I remember one time a farm house along a roadway being pointed at and my
being told Robert Frost had lived there. It did not mean very much to me as I
had no idea, at the time, who Robert Frost was, or why a farm house looking
to me like any other farmhouse was important.

Poets often reference their environment, and architecture, space, in their
work. They do this in both positive & negative ways. A negative way, as in
negative space, is the total abscence of reference to any form of
architectural space in their work. Discerning the presence of nothing in a
literary opus can lead to tenure and a lifelong career. Why not the
preservation or demolition of a building?

I don't feel strongly that Poe was connected to any particular "realistic"
structure in his consciousness as a writer, which, since I am invoking my
feelings, is a subjective perspective on the question. When I think of Poe &
the reality of space I think of a glass bottle, laying prostrate in a wet and
damp gutter, or resting in a lonely grave -- connecting him to a building,
for me, does not much to add to the story. I'm biased as I'm not all that
certain, as a wirter, if I care if Poe's writings are preserved, let alone
where he may have slept. As NJ Julip says, if the building is all NY has...
well, if Poe's writings is all American literary culture has... then best
hold on for dear life. Too many much greater and more interesting American
writers don't even have their work preserved, let alone their temporary
commode.

If the structure is considered important respective of the cultural meaning
of Poe as writer, then possibly it has merit to save. The structure may have
historical value if Poe wrote something important to his body of work while
at the building -- but I think not quite as much as if he wrote an angry and
obfuscated note to a tavern keeper. If it is simply to save a building
because a group of people like deconstructing Poe's lesser texts, and there
is no arguably redeeming and unique architectural value, then, without having
seen the building, I would assume preserving it is to build up more cultural
kitsch, heritage clutter... or a local community political maneuver.

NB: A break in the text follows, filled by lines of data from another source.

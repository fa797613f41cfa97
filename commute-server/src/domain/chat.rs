//! Chat rooms with bounded message history.

use std::collections::VecDeque;

use serde::{Deserialize, Serialize};

/// Default number of messages a room keeps.
pub const DEFAULT_HISTORY_LIMIT: usize = 5;

/// A chat message.
#[derive(Debug, Clone, PartialEq, Eq, Serialize, Deserialize)]
pub struct ChatMessage {
    pub message: String,
    pub sender: String,
    pub timestamp: i64,
}

/// A named chat room.
///
/// History is a FIFO: once it holds more than the room's limit, the oldest
/// message is evicted. The newest message is always retained.
#[derive(Debug, Clone, PartialEq, Eq, Serialize, Deserialize)]
#[serde(rename_all = "camelCase")]
pub struct ChatRoom {
    pub chat_name: String,
    pub messages: VecDeque<ChatMessage>,
}

impl ChatRoom {
    /// Create an empty room.
    pub fn new(chat_name: impl Into<String>) -> Self {
        Self {
            chat_name: chat_name.into(),
            messages: VecDeque::new(),
        }
    }

    /// Append a message, evicting the oldest messages beyond `limit`.
    ///
    /// Returns the evicted messages, oldest first. A limit of zero is
    /// treated as one so the appended message survives.
    pub fn push_bounded(&mut self, message: ChatMessage, limit: usize) -> Vec<ChatMessage> {
        let limit = limit.max(1);
        self.messages.push_back(message);

        let mut evicted = Vec::new();
        while self.messages.len() > limit {
            if let Some(oldest) = self.messages.pop_front() {
                evicted.push(oldest);
            }
        }
        evicted
    }
}

#[cfg(test)]
mod tests {
    use super::*;

    fn msg(text: &str) -> ChatMessage {
        ChatMessage {
            message: text.to_string(),
            sender: "me".to_string(),
            timestamp: 123,
        }
    }

    #[test]
    fn keeps_everything_under_limit() {
        let mut room = ChatRoom::new("cpen321");
        for i in 0..4 {
            assert!(room.push_bounded(msg(&i.to_string()), 5).is_empty());
        }
        assert_eq!(room.messages.len(), 4);
    }

    #[test]
    fn overflow_drops_exactly_the_oldest() {
        let mut room = ChatRoom::new("cpen321");
        for text in ["first", "hi", "hi", "hi", "last"] {
            room.push_bounded(msg(text), 5);
        }

        let evicted = room.push_bounded(msg("newmessage"), 5);

        assert_eq!(evicted, vec![msg("first")]);
        assert_eq!(room.messages.len(), 5);
        assert_eq!(room.messages.back(), Some(&msg("newmessage")));
        assert_eq!(room.messages.front(), Some(&msg("hi")));
    }

    #[test]
    fn shrinks_oversized_history_on_next_append() {
        let mut room = ChatRoom::new("big");
        room.messages = (0..8).map(|i| msg(&i.to_string())).collect();

        let evicted = room.push_bounded(msg("new"), 5);

        assert_eq!(evicted.len(), 4);
        assert_eq!(room.messages.len(), 5);
        assert_eq!(room.messages.front(), Some(&msg("4")));
        assert_eq!(room.messages.back(), Some(&msg("new")));
    }

    #[test]
    fn zero_limit_still_keeps_newest() {
        let mut room = ChatRoom::new("tiny");
        room.push_bounded(msg("a"), 0);
        room.push_bounded(msg("b"), 0);

        assert_eq!(room.messages.len(), 1);
        assert_eq!(room.messages.back(), Some(&msg("b")));
    }

    #[test]
    fn serializes_with_chat_name() {
        let room = ChatRoom::new("cpen491");
        let value = serde_json::to_value(&room).unwrap();
        assert_eq!(value["chatName"], serde_json::json!("cpen491"));
        assert_eq!(value["messages"], serde_json::json!([]));
    }
}
//! Store error types.

/// Errors from the user and chat store.
#[derive(Debug, Clone, PartialEq, Eq, thiserror::Error)]
pub enum StoreError {
    /// No user with this username
    #[error("user not found: {0}")]
    UserNotFound(String),

    /// No chat room with this name
    #[error("chat room not found: {0}")]
    RoomNotFound(String),

    /// User record failed validation
    #[error("invalid user: {0}")]
    InvalidUser(&'static str),

    /// Preferences update failed validation
    #[error("invalid preferences: {0}")]
    InvalidPreferences(String),
}
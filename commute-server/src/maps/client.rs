//! Google Directions HTTP client.
//!
//! Provides an async method for querying the Directions API and converting
//! the response into route candidates. Limits concurrent requests with a
//! semaphore.

use std::sync::Arc;

use async_trait::async_trait;
use chrono::Utc;
use tokio::sync::Semaphore;

use crate::domain::RouteCandidate;
use crate::planner::{DirectionRequest, MappingService, PlanError, Timing};

use super::convert::convert_directions;
use super::error::MapsError;
use super::types::DirectionsResponse;

/// Default base URL for the Google Maps APIs.
const DEFAULT_BASE_URL: &str = "https://maps.googleapis.com";

/// Path of the Directions endpoint under the base URL.
const DIRECTIONS_PATH: &str = "/maps/api/directions/json";

/// Default maximum concurrent requests.
const DEFAULT_MAX_CONCURRENT: usize = 5;

/// Configuration for the Directions client.
#[derive(Debug, Clone)]
pub struct MapsConfig {
    /// API key sent as the `key` query parameter
    pub api_key: String,
    /// Base URL for the API (defaults to Google)
    pub base_url: String,
    /// Maximum concurrent requests
    pub max_concurrent: usize,
    /// Request timeout in seconds
    pub timeout_secs: u64,
}

impl MapsConfig {
    /// Create a new config with the given API key.
    pub fn new(api_key: impl Into<String>) -> Self {
        Self {
            api_key: api_key.into(),
            base_url: DEFAULT_BASE_URL.to_string(),
            max_concurrent: DEFAULT_MAX_CONCURRENT,
            timeout_secs: 30,
        }
    }

    /// Set a custom base URL (for testing).
    pub fn with_base_url(mut self, url: impl Into<String>) -> Self {
        self.base_url = url.into();
        self
    }

    /// Set maximum concurrent requests.
    pub fn with_max_concurrent(mut self, n: usize) -> Self {
        self.max_concurrent = n;
        self
    }

    /// Set request timeout.
    pub fn with_timeout(mut self, secs: u64) -> Self {
        self.timeout_secs = secs;
        self
    }
}

/// Google Directions API client.
#[derive(Debug, Clone)]
pub struct GoogleMapsClient {
    http: reqwest::Client,
    base_url: String,
    api_key: String,
    semaphore: Arc<Semaphore>,
}

impl GoogleMapsClient {
    /// Create a new client with the given configuration.
    pub fn new(config: MapsConfig) -> Result<Self, MapsError> {
        let http = reqwest::Client::builder()
            .timeout(std::time::Duration::from_secs(config.timeout_secs))
            .build()?;

        Ok(Self {
            http,
            base_url: config.base_url.trim_end_matches('/').to_string(),
            api_key: config.api_key,
            semaphore: Arc::new(Semaphore::new(config.max_concurrent.max(1))),
        })
    }

    /// Fetch route candidates for a request.
    pub async fn directions(
        &self,
        request: &DirectionRequest,
    ) -> Result<Vec<RouteCandidate>, MapsError> {
        let _permit = self
            .semaphore
            .acquire()
            .await
            .map_err(|_| MapsError::ApiError {
                status: 0,
                message: "Semaphore closed".to_string(),
            })?;

        let url = format!("{}{}", self.base_url, DIRECTIONS_PATH);
        let mut params = query_params(request);
        params.push(("key", self.api_key.clone()));

        tracing::debug!(mode = %request.mode, destination = %request.destination, "fetching directions");

        let requested_at = Utc::now();
        let response = self.http.get(&url).query(&params).send().await?;

        let status = response.status();

        if status == reqwest::StatusCode::TOO_MANY_REQUESTS {
            return Err(MapsError::RateLimited);
        }

        if !status.is_success() {
            let body = response.text().await.unwrap_or_default();
            return Err(MapsError::ApiError {
                status: status.as_u16(),
                message: body,
            });
        }

        let body = response.text().await?;

        let directions: DirectionsResponse =
            serde_json::from_str(&body).map_err(|e| MapsError::Json {
                message: e.to_string(),
                body: Some(body.chars().take(500).collect()),
            })?;

        let routes = convert_directions(directions, request, requested_at)?;
        tracing::debug!(mode = %request.mode, routes = routes.len(), "directions fetched");
        Ok(routes)
    }
}

#[async_trait]
impl MappingService for GoogleMapsClient {
    async fn fetch_routes(
        &self,
        request: &DirectionRequest,
    ) -> Result<Vec<RouteCandidate>, PlanError> {
        self.directions(request)
            .await
            .map_err(|e| e.into_plan_error(request.mode))
    }
}

/// Query parameters for a request, excluding the API key.
fn query_params(request: &DirectionRequest) -> Vec<(&'static str, String)> {
    let mut params = vec![
        ("origin", request.origin.clone()),
        ("destination", request.destination.clone()),
        ("mode", request.mode.as_str().to_string()),
    ];

    match request.timing {
        Timing::Now => {}
        Timing::ArriveBy(t) => params.push(("arrival_time", t.timestamp().to_string())),
        Timing::DepartAt(t) => params.push(("departure_time", t.timestamp().to_string())),
    }

    if request.alternatives {
        params.push(("alternatives", "true".to_string()));
    }

    params
}
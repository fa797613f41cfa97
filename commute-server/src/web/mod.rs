//! Web layer for the commute planner.
//!
//! JSON endpoints for users, events, schedules, route planning and chat.

mod dto;
mod routes;
mod state;

pub use dto::*;
pub use routes::{AppError, create_router};
pub use state::AppState;
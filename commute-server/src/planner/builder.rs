//! Direction requests and the mapping-service capability.

use async_trait::async_trait;
use chrono::{DateTime, Utc};
use futures::future::try_join_all;

use crate::domain::{CommutePreferences, Event, RouteCandidate, TravelMode};

use super::error::PlanError;
use super::policy::RequestPolicy;

/// When the rider wants to travel.
#[derive(Debug, Clone, Copy, PartialEq, Eq, Hash, Default)]
pub enum Timing {
    /// Depart at the time of the request.
    #[default]
    Now,
    /// Arrive no later than this.
    ArriveBy(DateTime<Utc>),
    /// Depart at this time.
    DepartAt(DateTime<Utc>),
}

/// A request for routes from the mapping service.
#[derive(Debug, Clone, PartialEq, Eq, Hash)]
pub struct DirectionRequest {
    pub origin: String,
    pub destination: String,
    pub mode: TravelMode,
    pub timing: Timing,
    /// Ask for more than one route.
    pub alternatives: bool,
}

impl DirectionRequest {
    /// Create an unshaped request.
    pub fn new(origin: impl Into<String>, destination: impl Into<String>, mode: TravelMode) -> Self {
        Self {
            origin: origin.into(),
            destination: destination.into(),
            mode,
            timing: Timing::Now,
            alternatives: false,
        }
    }
}

/// Capability for fetching route candidates.
///
/// Implementations report every failure (transport, timeout, malformed
/// payload) as [`PlanError::ExternalService`].
#[async_trait]
pub trait MappingService: Send + Sync {
    async fn fetch_routes(&self, request: &DirectionRequest) -> Result<Vec<RouteCandidate>, PlanError>;
}

/// Builds direction requests from an event and preferences and fetches them.
pub struct DirectionRequestBuilder<'a> {
    maps: &'a dyn MappingService,
    policy: &'a dyn RequestPolicy,
}

impl<'a> DirectionRequestBuilder<'a> {
    pub fn new(maps: &'a dyn MappingService, policy: &'a dyn RequestPolicy) -> Self {
        Self { maps, policy }
    }

    /// Resolve the rider's preferred travel mode.
    pub fn preferred_mode(preferences: &CommutePreferences) -> Result<TravelMode, PlanError> {
        TravelMode::from_commute_method(&preferences.commute_method)
            .ok_or_else(|| PlanError::InvalidPreference(preferences.commute_method.clone()))
    }

    /// Build the request for the rider's preferred mode.
    pub fn build(
        &self,
        origin: &str,
        event: &Event,
        preferences: &CommutePreferences,
    ) -> Result<DirectionRequest, PlanError> {
        let mode = Self::preferred_mode(preferences)?;
        Ok(self.build_for_mode(origin, event, preferences, mode))
    }

    /// Build the request for a specific mode.
    pub fn build_for_mode(
        &self,
        origin: &str,
        event: &Event,
        preferences: &CommutePreferences,
        mode: TravelMode,
    ) -> DirectionRequest {
        let mut request = DirectionRequest::new(origin, event.address.clone(), mode);
        self.policy.shape(&mut request, event, preferences);
        request
    }

    /// Build the request for the preferred mode and fetch its candidates.
    ///
    /// Makes exactly one call to the mapping service.
    pub async fn build_and_fetch(
        &self,
        origin: &str,
        event: &Event,
        preferences: &CommutePreferences,
    ) -> Result<Vec<RouteCandidate>, PlanError> {
        let request = self.build(origin, event, preferences)?;
        self.fetch(&request).await
    }

    /// Fetch candidates for several modes concurrently.
    ///
    /// All fetches are joined before returning; candidates keep the order
    /// of `modes`. The first failure aborts the whole fetch.
    pub async fn fetch_modes(
        &self,
        origin: &str,
        event: &Event,
        preferences: &CommutePreferences,
        modes: &[TravelMode],
    ) -> Result<Vec<RouteCandidate>, PlanError> {
        let requests: Vec<DirectionRequest> = modes
            .iter()
            .map(|&mode| self.build_for_mode(origin, event, preferences, mode))
            .collect();

        let per_mode = try_join_all(requests.iter().map(|r| self.fetch(r))).await?;

        Ok(per_mode.into_iter().flatten().collect())
    }

    async fn fetch(&self, request: &DirectionRequest) -> Result<Vec<RouteCandidate>, PlanError> {
        let candidates = self.maps.fetch_routes(request).await?;

        Ok(candidates
            .into_iter()
            .map(|c| match c.mode {
                Some(_) => c,
                None => c.with_mode(request.mode),
            })
            .collect())
    }
}

#[cfg(test)]
mod tests {
    use super::*;
    use crate::domain::Leg;
    use crate::planner::{ArriveForEvent, PassThrough};
    use chrono::TimeZone;
    use std::sync::Mutex;

    /// Records every request and answers with one route per call.
    struct RecordingMaps {
        requests: Mutex<Vec<DirectionRequest>>,
        fail_mode: Option<TravelMode>,
    }

    impl RecordingMaps {
        fn new() -> Self {
            Self {
                requests: Mutex::new(Vec::new()),
                fail_mode: None,
            }
        }

        fn failing_on(mode: TravelMode) -> Self {
            Self {
                fail_mode: Some(mode),
                ..Self::new()
            }
        }

        fn requests(&self) -> Vec<DirectionRequest> {
            self.requests.lock().unwrap().clone()
        }
    }

    #[async_trait]
    impl MappingService for RecordingMaps {
        async fn fetch_routes(
            &self,
            request: &DirectionRequest,
        ) -> Result<Vec<RouteCandidate>, PlanError> {
            self.requests.lock().unwrap().push(request.clone());

            if self.fail_mode == Some(request.mode) {
                return Err(PlanError::ExternalService {
                    mode: request.mode,
                    message: "connection reset".into(),
                });
            }

            let leg = Leg::new(600, vec![], Utc.with_ymd_and_hms(2023, 11, 30, 10, 0, 0).unwrap())
                .with_distance(18199);
            Ok(vec![RouteCandidate::new(vec![leg])])
        }
    }

    fn event() -> Event {
        Event::new(
            "cpen321",
            Utc.with_ymd_and_hms(2023, 11, 30, 10, 0, 0).unwrap(),
            Utc.with_ymd_and_hms(2023, 11, 30, 12, 0, 0).unwrap(),
            "2357 Main Mall, Vancouver",
        )
    }

    const ORIGIN: &str = "6551 No. 3 Rd, Richmond";

    #[tokio::test]
    async fn driving_maps_to_driving_mode() {
        let maps = RecordingMaps::new();
        let builder = DirectionRequestBuilder::new(&maps, &ArriveForEvent);

        let routes = builder
            .build_and_fetch(ORIGIN, &event(), &CommutePreferences::new("Driving"))
            .await
            .unwrap();

        let requests = maps.requests();
        assert_eq!(requests.len(), 1);
        assert_eq!(requests[0].mode, TravelMode::Driving);
        assert_eq!(requests[0].origin, ORIGIN);
        assert_eq!(requests[0].destination, "2357 Main Mall, Vancouver");
        assert_eq!(routes[0].legs[0].distance.as_ref().unwrap().value, 18199);
        assert_eq!(routes[0].mode, Some(TravelMode::Driving));
    }

    #[tokio::test]
    async fn transit_maps_to_transit_mode() {
        let maps = RecordingMaps::new();
        let builder = DirectionRequestBuilder::new(&maps, &ArriveForEvent);

        builder
            .build_and_fetch(ORIGIN, &event(), &CommutePreferences::new("Transit"))
            .await
            .unwrap();

        let requests = maps.requests();
        assert_eq!(requests.len(), 1);
        assert_eq!(requests[0].mode, TravelMode::Transit);
        assert_eq!(requests[0].timing, Timing::ArriveBy(event().start));
    }

    #[tokio::test]
    async fn unrecognized_method_fails_before_any_call() {
        let maps = RecordingMaps::new();
        let builder = DirectionRequestBuilder::new(&maps, &ArriveForEvent);

        let err = builder
            .build_and_fetch(ORIGIN, &event(), &CommutePreferences::new("Bicycle"))
            .await
            .unwrap_err();

        assert_eq!(err, PlanError::InvalidPreference("Bicycle".into()));
        assert!(maps.requests().is_empty());
    }

    #[tokio::test]
    async fn fetch_failure_propagates() {
        let maps = RecordingMaps::failing_on(TravelMode::Driving);
        let builder = DirectionRequestBuilder::new(&maps, &PassThrough);

        let err = builder
            .build_and_fetch(ORIGIN, &event(), &CommutePreferences::new("Driving"))
            .await
            .unwrap_err();

        assert!(matches!(
            err,
            PlanError::ExternalService {
                mode: TravelMode::Driving,
                ..
            }
        ));
    }

    #[tokio::test]
    async fn fetch_modes_issues_one_call_per_mode_in_order() {
        let maps = RecordingMaps::new();
        let builder = DirectionRequestBuilder::new(&maps, &PassThrough);

        let routes = builder
            .fetch_modes(
                ORIGIN,
                &event(),
                &CommutePreferences::new("Driving"),
                &[TravelMode::Transit, TravelMode::Walking],
            )
            .await
            .unwrap();

        assert_eq!(maps.requests().len(), 2);
        let modes: Vec<_> = routes.iter().map(|r| r.mode).collect();
        assert_eq!(modes, vec![Some(TravelMode::Transit), Some(TravelMode::Walking)]);
    }

    #[tokio::test]
    async fn fetch_modes_aborts_on_any_failure() {
        let maps = RecordingMaps::failing_on(TravelMode::Walking);
        let builder = DirectionRequestBuilder::new(&maps, &PassThrough);

        let result = builder
            .fetch_modes(
                ORIGIN,
                &event(),
                &CommutePreferences::new("Driving"),
                &[TravelMode::Driving, TravelMode::Walking],
            )
            .await;

        assert!(matches!(result, Err(PlanError::ExternalService { .. })));
    }

    #[test]
    fn build_does_not_fetch() {
        let maps = RecordingMaps::new();
        let builder = DirectionRequestBuilder::new(&maps, &PassThrough);

        let request = builder
            .build(ORIGIN, &event(), &CommutePreferences::new("Walking"))
            .unwrap();

        assert_eq!(request.mode, TravelMode::Walking);
        assert_eq!(request.timing, Timing::Now);
        assert!(maps.requests().is_empty());
    }
}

I suspect that if Poe were presented with the question as to if he felt the
building he stopped in deserved to be retained, based on his act of having
slept there long enough to remember it if he was asked, that he would have
not given a damn one way or the other. So, what I feel, in the end, is that
someone should argue the preservation from a reenactment of Poe's current
consciousness. I suspect the building will be relatively invisible from that
vantage point.

I see more sense in preserving the Brooklyn Bridge for the argument that
poets like to jump off it and that we need to preserve this cultural
infrastructure for the inspiration of future usage. You never know when angst
will prevail.

I think it also worthwhile to advise Stanley Kunitz to start burning down his
former residences.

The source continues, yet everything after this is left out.